(Collected data)
BEGIN

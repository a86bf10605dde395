//! BatchCommand enum — write operations that can be batched.

use tally_core::types::results::{AnalysisResult, ComparisonSummary};

/// A command sent to the batch writer thread.
#[derive(Debug)]
pub enum BatchCommand {
    /// Upsert analysis result rows.
    UpsertResults(Vec<AnalysisResult>),
    /// Upsert a comparison summary.
    UpsertSummary(Box<ComparisonSummary>),
    /// Flush any pending writes immediately (fire-and-forget).
    Flush,
    /// Flush and signal completion via the provided sender (synchronous).
    FlushSync(std::sync::mpsc::SyncSender<()>),
    /// Shut down the writer thread.
    Shutdown,
}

END

Copy every record exactly, leaving each line intact.

» Problem solution:
repository a86bf10605dde395
//! BatchCommand enum — write operations that can be batched.

use tally_core::types::results::{AnalysisResult, ComparisonSummary};

/// A command sent to the batch writer thread.
#[derive(Debug)]
pub enum BatchCommand {
    /// Upsert analysis result rows.
    UpsertResults(Vec<AnalysisResult>),
    /// Upsert a comparison summary.
    UpsertSummary(Box<ComparisonSummary>),
    /// Flush any pending writes immediately (fire-and-forget).
    Flush,
    /// Flush and signal completion via the provided sender (synchronous).
    FlushSync(std::sync::mpsc::SyncSender<()>),
    /// Shut down the writer thread.
    Shutdown,
}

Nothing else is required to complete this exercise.